I'm going to make a sort of Epilogue post tomorrow. I'll talk about my final thoughts on the series as a whole, and on the blog and the future. There will probably be a few top 10 or top 5 lists, and I'm excited to see your own lists and final thoughts in the comments. I've also got some news about a project for Girl Meets World that I'm looking to be involved with. A lot of you have had really kind words as we reached the end, and that means the world to me. If you want to add your own, I would absolutely love to see them, and I love everything that's been said so far, but I'd prefer to see it on the post tomorrow, if that's okay. Just so we can talk about this episode on this post.

I hope to see you all on that post tomorrow! Either way, thank you for reading.

I'm gonna get Pizza Hut to "celebrate."

Wednesday, February 25, 2015

Episode 7x22 "Brave New World (Part 1)"

It's hard not to get sentimental in this last week, but let's try to keep it wrapped up until the end. We'll call it a tribute to Shawn Hunter, us bottling up our feelings.

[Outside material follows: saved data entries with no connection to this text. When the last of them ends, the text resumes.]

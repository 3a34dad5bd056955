use chrono::NaiveDateTime;
use diesel::dsl::exists;
use diesel::prelude::*;
use diesel::{delete, insert_into, select, update};
use crate::article::query::Pagination;
use crate::db::schema::comments;
use crate::types::{ApiError, JsonBody, Resource};
use crate::utils::{serialize_date, vote_bounds};

#[derive(Debug, Queryable, Serialize, PartialEq)]
pub struct Comment {
    pub comment_id: i32,
    pub body: String,
    pub article_id: i32,
    pub author: String,
    pub votes: i32,
    #[serde(serialize_with = "serialize_date")]
    pub created_at: NaiveDateTime,
}

#[derive(Debug, Insertable, PartialEq)]
#[diesel(table_name = comments)]
pub struct NewComment {
    pub body: String,
    pub article_id: i32,
    pub author: String,
    pub votes: i32,
}

impl NewComment {
    /// The body must be exactly `{username, body}`, both strings.
    pub fn from_body(article_id: i32, body: &JsonBody) -> Result<NewComment, ApiError> {
        if !body.has_exactly(&["username", "body"]) {
            return Err(ApiError::MissingRequiredFields);
        }
        match (body.str_field("username"), body.str_field("body")) {
            (Some(username), Some(text)) => Ok(NewComment {
                body: text.to_string(),
                article_id,
                author: username.to_string(),
                votes: 0,
            }),
            _ => Err(ApiError::MissingRequiredFields),
        }
    }
}

/// Newest first.
pub fn fetch_comments(
    connection: &mut PgConnection,
    article_id: i32,
    page: &Pagination,
) -> Result<Vec<Comment>, ApiError> {
    let comments = comments::table
        .filter(comments::article_id.eq(article_id))
        .order((comments::created_at.desc(), comments::comment_id.desc()))
        .limit(page.limit)
        .offset(page.offset())
        .load::<Comment>(connection)?;
    Ok(comments)
}

/// Missing users and articles surface as foreign key violations.
pub fn insert_comment(
    connection: &mut PgConnection,
    new_comment: &NewComment,
) -> Result<Comment, ApiError> {
    let comment = insert_into(comments::table)
        .values(new_comment)
        .get_result::<Comment>(connection)?;
    Ok(comment)
}

pub fn delete_comment(connection: &mut PgConnection, id: i32) -> Result<(), ApiError> {
    let deleted = delete(comments::table.find(id)).execute(connection)?;
    if deleted == 0 {
        Err(ApiError::NotFound(Resource::Comment))
    } else {
        Ok(())
    }
}

/// Out-of-range sums are refused in the same statement that applies the delta.
pub fn update_votes(
    connection: &mut PgConnection,
    id: i32,
    delta: i32,
) -> Result<Comment, ApiError> {
    let (low, high) = vote_bounds(delta);
    let updated = update(
        comments::table
            .filter(comments::comment_id.eq(id))
            .filter(comments::votes.between(low, high)),
    )
    .set(comments::votes.eq(comments::votes + delta))
    .get_result::<Comment>(connection)
    .optional()?;

    match updated {
        Some(comment) => Ok(comment),
        None => {
            let found = select(exists(comments::table.find(id))).get_result::<bool>(connection)?;
            if found {
                Err(ApiError::InvalidVote)
            } else {
                Err(ApiError::NotFound(Resource::Comment))
            }
        }
    }
}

The first scene has Cory yell-explaining to Shawn and Eric that he doesn't want to go to New York. There's that lighthearted guitar music in the background to show us this isn't supposed to be some dramatic conflict. And you know what? That's perfect. I hate coming into a series finale with some great conflict to be resolved in the last ten minutes. There's no marriage or confession of love, no baby being born, no fight to the death. It's not a climax, is what I'm saying. We're just saying goodbye and remembering the good times.

First up to bat is the Cory-Topanga set of flashbacks. Oh, it's only two. Well they're good ones, when Topanga wants to see if her and Cory's energies converge, and when she kisses him for the first time in Cory's Alternative Friends. In Real Time, Jack shows up to inform everyone that he's joining the Peace Corps. What, like you need a reason? Then Topanga arrives to tell Cory that she doesn't want to go to New York after all. Cory's pretty damn excited, so we get a little montage of him and Shawn cheering in unison throughout the series. And then they dance.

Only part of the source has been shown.